Especially when we are in the middle of detoxing, or recovering from a recent illness, we have to give our bodies enough time to reboot and recharge.
Follow these tips below that have been birthed out of my many sleepless nights, and find what works best for you.
Healthy Sleep Habits:
Get Rest Tip #1. Get into a sleeping rhythm. Decide when you need to wake up the next morning in order to complete your morning routine and get to work, then count back 8.5 hours and make that your wind down time. Example, if you need to be up at 5:00am tomorrow, start to wind down at 8:30pm tonight.

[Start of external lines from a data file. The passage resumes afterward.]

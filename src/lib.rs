/*!
 *! # LiteDB in Rust
 *! This is a reimplementation of [LiteDB] in Rust.
 *!
 *! This implementation only supports synchronous, single-process (or, with
 *! the `shared-mutex` feature, cooperating-process) operation: there is no
 *! cooperative scheduler and no implicit asynchrony in the storage engine.
 *!
 *! [LiteDB]: https://www.litedb.org/
 */

#![allow(dead_code)]
#![allow(clippy::too_many_arguments)]

use crate::bson::Value;
use crate::engine::{BasePage, PageType};
use std::fmt::Display;

#[macro_use]
pub mod bson;
pub mod engine;
#[cfg(windows)]
mod shared_mutex;
mod utils;

pub type Result<T> = std::result::Result<T, Error>;

/// The closed set of error kinds the engine can report (see the crate's
/// error-handling design: I/O, catalog, index, transaction-lifecycle, and
/// timeout failures each get their own kind so callers can match on them
/// instead of parsing messages).
#[derive(Debug, Clone, Copy, PartialEq, Eq, thiserror::Error)]
pub enum ErrorKind {
    #[error("I/O error")]
    IOError,
    #[error("corrupted page")]
    CorruptedPage,
    #[error("wrong password")]
    WrongPassword,
    #[error("unsupported file format version")]
    UnsupportedVersion,
    #[error("database is read-only")]
    ReadOnly,
    #[error("collection does not exist")]
    NoCollection,
    #[error("index does not exist")]
    NoIndex,
    #[error("index already exists")]
    IndexAlreadyExists,
    #[error("collection already has the maximum number of indexes")]
    TooManyIndexes,
    #[error("cannot drop the primary key index")]
    CannotDropPrimaryKey,
    #[error("duplicate key")]
    DuplicateKey,
    #[error("index key too large")]
    IndexKeyTooLarge,
    #[error("document too large")]
    DocumentTooLarge,
    #[error("transaction was started on a different thread")]
    WrongThread,
    #[error("no active transaction")]
    NoTransaction,
    #[error("a transaction is already active")]
    AlreadyInTrans,
    #[error("transaction exceeded its memory budget")]
    TransactionLimit,
    #[error("operation timed out")]
    Timeout,
    #[error("invalid name")]
    InvalidName,
    #[error("invalid data")]
    Other,
}

/// An engine error: a closed [`ErrorKind`] plus a human-readable message.
///
/// Matching on `.kind()` is the supported way for embedders to branch on
/// failure (e.g. retry on `Timeout`, surface `DuplicateKey` to the user);
/// the message text is for logs/diagnostics only and is not part of the
/// stability contract.
#[derive(Debug)]
pub struct Error {
    kind: ErrorKind,
    message: String,
}

impl Error {
    pub fn kind(&self) -> ErrorKind {
        self.kind
    }

    pub(crate) fn of(kind: ErrorKind, message: impl Display) -> Self {
        Error {
            kind,
            message: message.to_string(),
        }
    }

    pub(crate) fn invalid_database() -> Error {
        Error::of(ErrorKind::CorruptedPage, "Invalid database file")
    }

    pub(crate) fn invalid_page() -> Error {
        Error::of(ErrorKind::CorruptedPage, "Invalid database file")
    }

    pub(crate) fn datetime_overflow() -> Self {
        Self::of(ErrorKind::Other, "DateTime overflow")
    }

    pub(crate) fn encrypted_no_password() -> Self {
        Self::of(ErrorKind::WrongPassword, "Encrypted database without password")
    }

    pub(crate) fn collation_not_match() -> Error {
        Error::of(ErrorKind::UnsupportedVersion, "Collation not match")
    }

    pub(crate) fn invalid_page_type(expected: PageType, page: BasePage) -> Error {
        Error::of(
            ErrorKind::CorruptedPage,
            format!(
                "Invalid page type: expected {:?}, got {:?}",
                expected,
                page.page_type()
            ),
        )
    }

    pub(crate) fn collection_index_limit_reached() -> Error {
        Error::of(ErrorKind::TooManyIndexes, "Collection index limit reached")
    }

    pub(crate) fn name_length_header_space(name: &str) -> Error {
        Error::of(
            ErrorKind::InvalidName,
            format!("Name length exceeds available header space: {}", name),
        )
    }

    pub(crate) fn invalid_collection_name(name: &str) -> Error {
        Error::of(ErrorKind::InvalidName, format!("Invalid collection name: {}", name))
    }

    pub(crate) fn no_free_space_page(page_id: u32, available: usize, need: usize) -> Error {
        Error::of(
            ErrorKind::CorruptedPage,
            format!(
                "No free space in page: {} (available: {}, need: {})",
                page_id, available, need
            ),
        )
    }

    pub(crate) fn invalid_bson() -> Error {
        Error::of(ErrorKind::CorruptedPage, "Invalid BSON")
    }

    pub(crate) fn size_limit_reached() -> Self {
        Self::of(ErrorKind::ReadOnly, "Size limit reached")
    }

    pub(crate) fn transaction_limit() -> Error {
        Self::of(
            ErrorKind::TransactionLimit,
            "Transaction exceeded its maximum dirty-page budget",
        )
    }

    pub(crate) fn invalid_index_key(message: &str) -> Error {
        Error::of(ErrorKind::IndexKeyTooLarge, format!("Invalid index key: {}", message))
    }

    pub(crate) fn index_duplicate_key(index: &str, key: &Value) -> Error {
        Error::of(
            ErrorKind::DuplicateKey,
            format!("Duplicate key in index {index}: {key:?}"),
        )
    }

    pub(crate) fn already_exists_collection_name(name: &str) -> Error {
        Error::of(ErrorKind::InvalidName, format!("Already exists collection name: {}", name))
    }

    pub(crate) fn document_size_exceed_limit() -> Self {
        Error::of(ErrorKind::DocumentTooLarge, "DocumentSize exceed limit")
    }

    pub(crate) fn index_already_exists(name: &str) -> Error {
        Error::of(ErrorKind::IndexAlreadyExists, format!("Index already exists: {}", name))
    }

    pub(crate) fn drop_id_index() -> Error {
        Error::of(ErrorKind::CannotDropPrimaryKey, "Cannot drop the `_id` index")
    }

    pub(crate) fn bad_auto_id(auto_id: impl Display, collection: &str, last_id: impl Display) -> Error {
        Error::of(
            ErrorKind::Other,
            format!(
                "Cannot use auto-id {auto_id} in collection `{collection}`: last _id was {last_id}"
            ),
        )
    }

    pub(crate) fn invalid_data_type(field: &str, value: &Value) -> Error {
        Error::of(
            ErrorKind::Other,
            format!("Invalid value for field `{field}`: {value:?}"),
        )
    }

    pub(crate) fn wrong_thread() -> Error {
        Error::of(ErrorKind::WrongThread, "Transaction accessed from a different thread")
    }

    pub(crate) fn no_transaction() -> Error {
        Error::of(ErrorKind::NoTransaction, "No active transaction")
    }

    pub(crate) fn already_in_trans() -> Error {
        Error::of(ErrorKind::AlreadyInTrans, "A transaction is already active on this thread")
    }

    pub(crate) fn timeout() -> Error {
        Error::of(ErrorKind::Timeout, "Timed out waiting for a lock")
    }

    pub(crate) fn no_collection(name: &str) -> Error {
        Error::of(ErrorKind::NoCollection, format!("Collection `{name}` does not exist"))
    }

    pub(crate) fn no_index(name: &str) -> Error {
        Error::of(ErrorKind::NoIndex, format!("Index `{name}` does not exist"))
    }

    pub(crate) fn wrong_password() -> Error {
        Error::of(ErrorKind::WrongPassword, "Wrong password")
    }

    pub(crate) fn unsupported_version(version: u8) -> Error {
        Error::of(ErrorKind::UnsupportedVersion, format!("Unsupported file format version {version}"))
    }

    pub(crate) fn read_only() -> Error {
        Error::of(ErrorKind::ReadOnly, "Database was opened read-only")
    }
}

impl Error {
    pub fn err(message: impl Display) -> Self {
        Error {
            kind: ErrorKind::Other,
            message: message.to_string(),
        }
    }
}

impl Display for Error {
    fn fmt(&self, f: &mut std::fmt::Formatter<'_>) -> std::fmt::Result {
        write!(f, "{}: {}", self.kind, self.message)
    }
}

impl std::error::Error for Error {}

impl From<std::io::Error> for Error {
    fn from(err: std::io::Error) -> Self {
        Error {
            kind: ErrorKind::IOError,
            message: err.to_string(),
        }
    }
}

impl From<bson::ParseError> for Error {
    fn from(err: bson::ParseError) -> Self {
        Error {
            kind: ErrorKind::CorruptedPage,
            message: err.to_string(),
        }
    }
}

impl From<std::string::FromUtf8Error> for Error {
    fn from(err: std::string::FromUtf8Error) -> Self {
        Self::err(err)
    }
}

Get Rest Tip #2. Try to keep your bedtime and wake time consistent each day, within one hour of variation. If you wake up for work at 5:00 a.m., try to wake-up by 6:00 a.m. on days when you do not work. You can do this gradually, a few minutes earlier each day.
Do you have to do this forever? No, but while you are working toward living a healthier lifestyle it is so important to give your body the opportunity to heal and recharge, which only happens while you are SLEEPING.
I love using my early mornings to go on long walks and enjoy the peace and the sunrise, while the rest of the world sleeps. I use that as prayer time with God, as well as time with my son.
When you start your day with a sunrise, it is very hard to be pulled into a negative mindset.
Fill this out to get you started:
In order to get up on time for work and complete my morning routine, my bedtime is ___________________. My wake time is _________________.
Get Rest Tip #3. Create a bedtime routine. Take a relaxing bath with epsom salts and lavender essential oil. Get in bed with the lights off and listen to the Perfect Health meditation program on the app Holosync, or use your meditation strategy of choice.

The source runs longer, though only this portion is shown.